Kalıcı mı, geçici mi?
Bilişim teknolojilerinden yararlanmayan bir eğitim modeli, 60 kilometre hızla giden bir araçtan farksız konuma düşebilir. Diğer araçlar vın vın yanınızdan geçip giderken, moraliniz bozulabilir, sürat felakettir diyebilirsiniz. Ama hız sizin de, kitlelerin de hoşuna gidecektir. Sürat yapmasanız da hızlı giden araç isteyeceksiniz. Bu insanın doğasında var...
Akıllı tahtaların, tablet bilgisayarların, süper yazılımların, görsel şovların yarattığı sanal eğitim âlemi de işte bu hız yüzünden öğrencilerin hoşuna gidecektir. Ama nereye kadar?..
İşte bu noktada en önemli tespit şu:
Sanal eğitim pazarlamacılarının göz ardı ettikleri en önemli ipucu, eğitimin pedagojik yanı. Oyunla, sohbetle, sanal sörfle, eğitimi karıştırıyorlar.
Öğrenciler, farklı gerekçelerle saatlerce bilgisayar başında kalabilir, saatlerce film izleyebilir, ekran ya da perde karşısında saatlerce farklı etkinlikler gerçekleştirebilir. Ama oturup saatlerce ders izlemezler...
Yapılan tüm araştırmalar, internetin öğrenme, bilgilenme ya da araştırma amacıyla değil, çok daha farklı amaçlar için kullanıldığını ortaya koyuyor.
Aynı şekilde, sınavlara yönelik müthiş bir ilginin olduğu günümüzde, sanal dershanelere olan ilginin dip yapmasının yani hiç ilgi görmemesinin nedeni de, ekrana dayalı öğrenme modelinin bizde hâlâ oturmadığını, yakın bir gelecekte de oturmayacağını gösteriyor...
Doğru tespitler yapmadan, pilot uygulamalar gerçekleştirmeden, FATİH gibi büyük projelere imza atmak, büyük hayal kırıklıklarını da beraberinde getirebilir.
Bizden hatırlatması!..
Uzaktan eğitim
Uzaktan eğitim modeli çok eskiden beri var. Ama bilişim teknolojileri sayesinde artık o da çok farklı boyutlara taşındı. Dünyanın neresinde olursanız olun, canlı ya da videolar üzerinden, her türlü derse ulaşmanız mümkün.

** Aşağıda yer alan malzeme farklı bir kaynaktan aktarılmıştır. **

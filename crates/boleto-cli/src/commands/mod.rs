//! CLI subcommands.

pub mod batch;
pub mod config;
pub mod process;
pub mod sanitize;
pub mod search;

use std::path::{Path, PathBuf};

use boleto_core::models::{BoletoConfig, FieldKey, KeywordMap, keyword_map_from_json};
use tracing::debug;

/// Default location of the configuration file.
pub fn default_config_path() -> PathBuf {
    dirs::config_dir()
        .unwrap_or_else(|| PathBuf::from("."))
        .join("boleto")
        .join("config.json")
}

/// Configuration from `--config`, else the default file when present,
/// else defaults; the environment is applied last.
pub fn load_config(config_path: Option<&str>) -> anyhow::Result<BoletoConfig> {
    let config = match config_path {
        Some(path) => BoletoConfig::from_file(Path::new(path))?,
        None => {
            let default_path = default_config_path();
            if default_path.exists() {
                debug!("Loading config from {}", default_path.display());
                BoletoConfig::from_file(&default_path)?
            } else {
                BoletoConfig::default()
            }
        }
    };
    Ok(config.with_env_overrides())
}

/// Keyword definitions from a JSON file, or none.
pub fn load_keywords(path: Option<&Path>) -> anyhow::Result<KeywordMap> {
    let Some(path) = path else {
        return Ok(KeywordMap::new());
    };
    let json = std::fs::read_to_string(path)
        .map_err(|e| anyhow::anyhow!("Failed to read keywords from {}: {}", path.display(), e))?;
    Ok(keyword_map_from_json(&json)?)
}

/// The requested fields, or every builtin field plus every keyword when
/// none were given.
pub fn selected_fields(fields: &[String], keywords: &KeywordMap) -> Vec<String> {
    if !fields.is_empty() {
        return fields.to_vec();
    }
    let mut tokens: Vec<&String> = keywords.keys().collect();
    tokens.sort();
    FieldKey::ALL
        .iter()
        .map(|key| key.as_str().to_string())
        .chain(tokens.into_iter().cloned())
        .collect()
}
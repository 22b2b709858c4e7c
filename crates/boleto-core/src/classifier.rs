//! Heuristic document type detection.

use serde::{Deserialize, Serialize};
use std::fmt;

use crate::rules::barcode::extract_payment_references;
use crate::text::{contains_any, normalize_for_match};

/// Detected document type.
#[derive(Debug, Clone, Copy, PartialEq, Eq, Hash, Serialize, Deserialize)]
#[serde(rename_all = "snake_case")]
pub enum DocumentType {
    Boleto,
    NotaFiscal,
    Fatura,
    Recibo,
    Comprovante,
}

impl DocumentType {
    pub fn as_str(&self) -> &'static str {
        match self {
            DocumentType::Boleto => "boleto",
            DocumentType::NotaFiscal => "nota_fiscal",
            DocumentType::Fatura => "fatura",
            DocumentType::Recibo => "recibo",
            DocumentType::Comprovante => "comprovante",
        }
    }
}

impl fmt::Display for DocumentType {
    fn fmt(&self, f: &mut fmt::Formatter<'_>) -> fmt::Result {
        f.write_str(self.as_str())
    }
}

/// Keyword groups in precedence order.
const KEYWORD_GROUPS: &[(DocumentType, &[&str])] = &[
    (
        DocumentType::Boleto,
        &["boleto", "linha digitavel", "ficha de compensacao", "recibo do pagador", "nosso numero"],
    ),
    (
        DocumentType::NotaFiscal,
        &["nota fiscal", "nf-e", "nfs-e", "danfe", "chave de acesso"],
    ),
    (DocumentType::Fatura, &["fatura", "conta de consumo", "invoice"]),
    (DocumentType::Recibo, &["recibo"]),
    (
        DocumentType::Comprovante,
        &["comprovante", "transferencia realizada", "pix enviado", "pagamento efetuado"],
    ),
];

/// Classify `text`. A payment line or barcode anywhere makes it a boleto;
/// otherwise the first keyword group with a hit decides.
pub fn classify(text: &str) -> Option<DocumentType> {
    if !extract_payment_references(text).is_empty() {
        return Some(DocumentType::Boleto);
    }

    let folded = normalize_for_match(text);
    KEYWORD_GROUPS
        .iter()
        .find(|(_, terms)| contains_any(&folded, *terms))
        .map(|(doc_type, _)| *doc_type)
}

Bu konuda, üniversitelerimizde öğrenmeyi cazip hale getirecek ciddi çalışmalar var. Pedagoglardan tasarımcılara, senaristlerden profesyonel kameramanlara kadar her türlü lojistik destek sağlanmış durumda. Amaç çok çarpıcı görüntülerle, çok önemli bilgilerin aktarılması...
Ve ortaya güzel işler çıkmaya da başlamış...

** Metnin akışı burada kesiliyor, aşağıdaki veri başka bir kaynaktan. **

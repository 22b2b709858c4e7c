//! Core library for Brazilian boleto and invoice PDF extraction.
//!
//! This crate provides:
//! - Text acquisition from the PDF text layer with an OCR fallback
//! - Rule-based extraction of builtin fields (dates, amounts, payment
//!   line, CPF/CNPJ, payer and payee blocks)
//! - A custom keyword interpreter driven by caller-supplied definitions
//! - Document classification and output sanitization

pub mod acquisition;
pub mod classifier;
pub mod document;
pub mod error;
pub mod keyword;
pub mod models;
pub mod ocr;
pub mod pdf;
pub mod rules;
pub mod sanitizer;
pub mod search;
pub mod text;

pub use acquisition::{AcquiredText, TextAcquirer};
pub use classifier::{DocumentType, classify};
pub use document::{DocumentProcessor, document_attributes};
pub use error::{BoletoError, OcrError, PdfError, Result};
pub use keyword::{KeywordExtractor, extract_custom, is_noise_value};
pub use models::{
    BoletoConfig, CustomFieldValue, ExtractionResult, FieldKey, KeywordDefinition, KeywordMap,
    ProcessOutcome, Strategy, ValueType,
};
pub use ocr::{OcrBackend, TesseractCli};
pub use pdf::{PdfExtractor, PdfProcessor};
pub use sanitizer::{sanitize, sanitize_result};
pub use text::normalize_for_match;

Sonuç olarak, bilişim teknolojilerindeki gelişmeyi görmemek ahmaklıktan başka bir şey olmaz. Ama yine aynı şekilde bilişim teknolojisinin, öğretmenin ve okulun yerini alacağını söylemek de bir başka ahmaklık olur.

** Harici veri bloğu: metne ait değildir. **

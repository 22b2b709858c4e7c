//! Dispatch from builtin field keys to the rule extractors.

use crate::models::FieldKey;
use crate::rules::address::labeled_address;
use crate::rules::labels::labeled_block;
use crate::rules::lexicon::{PAYEE_LABELS, PAYEE_REGISTRATION_ANCHORS, PAYER_LABELS};
use crate::rules::{
    CnpjExtractor, CoreFields, FieldExtractor, extract_address, extract_cnpj, extract_core_fields,
    extract_cpf, extract_document_number, extract_instructions, extract_payee_name,
    extract_payer_name, format_cnpj,
};
use crate::text::{contains_any, non_empty_lines, normalize_for_match};

/// Payer and payee sections of a document.
struct Sections<'a> {
    lines: Vec<&'a str>,
    payer: Option<String>,
    payee: Option<String>,
}

impl<'a> Sections<'a> {
    fn new(text: &'a str) -> Self {
        let lines = non_empty_lines(text);
        let payer = labeled_block(&lines, PAYER_LABELS, PAYEE_LABELS);
        let payee = labeled_block(&lines, PAYEE_LABELS, PAYER_LABELS);
        Self { lines, payer, payee }
    }
}

/// Resolves builtin fields over a text.
pub struct BuiltinExtractor<'a> {
    known_payees: &'a [String],
}

impl<'a> BuiltinExtractor<'a> {
    pub fn new(known_payees: &'a [String]) -> Self {
        Self { known_payees }
    }

    /// Values for `keys` over `text`, in the order given.
    ///
    /// The financial fields share a single pass, run only when one of them
    /// is requested.
    pub fn extract(&self, keys: &[FieldKey], text: &str) -> Vec<(FieldKey, Option<String>)> {
        let core = keys.iter().any(FieldKey::is_core).then(|| extract_core_fields(text));
        let sections = Sections::new(text);

        keys.iter()
            .map(|&key| (key, self.field(key, text, &sections, core.as_ref())))
            .collect()
    }

    fn field(&self, key: FieldKey, text: &str, sections: &Sections<'_>, core: Option<&CoreFields>) -> Option<String> {
        let value = match key {
            FieldKey::PayeeName => extract_payee_name(text, self.known_payees),
            FieldKey::PayerName => sections.payer.as_deref().and_then(extract_payer_name),
            FieldKey::PayeeCnpj => payee_cnpj(text, sections),
            FieldKey::PayerCnpj => sections.payer.as_deref().and_then(extract_cnpj),
            FieldKey::Cpf => extract_cpf(text),
            FieldKey::PayeeAddress => sections
                .payee
                .as_deref()
                .and_then(extract_address)
                .or_else(|| extract_address(text)),
            FieldKey::PayerAddress => sections
                .payer
                .as_deref()
                .and_then(extract_address)
                .or_else(|| labeled_address(&sections.lines)),
            FieldKey::DocumentNumber => extract_document_number(text),
            FieldKey::Instructions => extract_instructions(text),
            FieldKey::DueDate => core.and_then(|c| c.due_date.clone()),
            FieldKey::IssueDate => core.and_then(|c| c.issue_date.clone()),
            FieldKey::DocumentValue => core.and_then(|c| c.document_value.clone()),
            FieldKey::Barcode => core.and_then(|c| c.barcode.clone()),
            FieldKey::Juros => core.and_then(|c| c.juros.clone()),
            FieldKey::Multa => core.and_then(|c| c.multa.clone()),
        };
        value.filter(|v| !v.trim().is_empty())
    }
}

/// Payee CNPJ: payee block, then a registration anchor, then the first
/// valid CNPJ that is not the payer's.
fn payee_cnpj(text: &str, sections: &Sections<'_>) -> Option<String> {
    if let Some(cnpj) = sections.payee.as_deref().and_then(extract_cnpj) {
        return Some(cnpj);
    }

    let lines = &sections.lines;
    let anchored = lines
        .iter()
        .enumerate()
        .filter(|(_, line)| contains_any(&normalize_for_match(line), PAYEE_REGISTRATION_ANCHORS))
        .find_map(|(idx, _)| {
            let end = (idx + 2).min(lines.len());
            extract_cnpj(&lines[idx..end].join("\n"))
        });
    if anchored.is_some() {
        return anchored;
    }

    let payer = sections.payer.as_deref().and_then(extract_cnpj);
    CnpjExtractor
        .extract_all(text)
        .into_iter()
        .map(|digits| format_cnpj(&digits))
        .find(|cnpj| payer.as_ref() != Some(cnpj))
}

Bundan sonrası, vizyoner eğitimcilere ve mühendislere düşüyor. Olaya ticari açıdan olduğu kadar, pedagojik açıdan da yaklaşılırsa, klasik eğitim yöntemlerinde ve sürelerinde çok önemli değişiklikler olabilir. Dahası, eğitim artık yaşla sınırlı olmaktan çıkar ve ömür boyu hale gelir.
Bunun yolu da öğrenmeyi keyifli hale getirmekten geçiyor.
Peki yakın zamanda bu gerçekleşebilir mi, yani klasik eğitimin pabucu dama atılmasa da, tüm bu yeniliklere açık hale gelir mi?..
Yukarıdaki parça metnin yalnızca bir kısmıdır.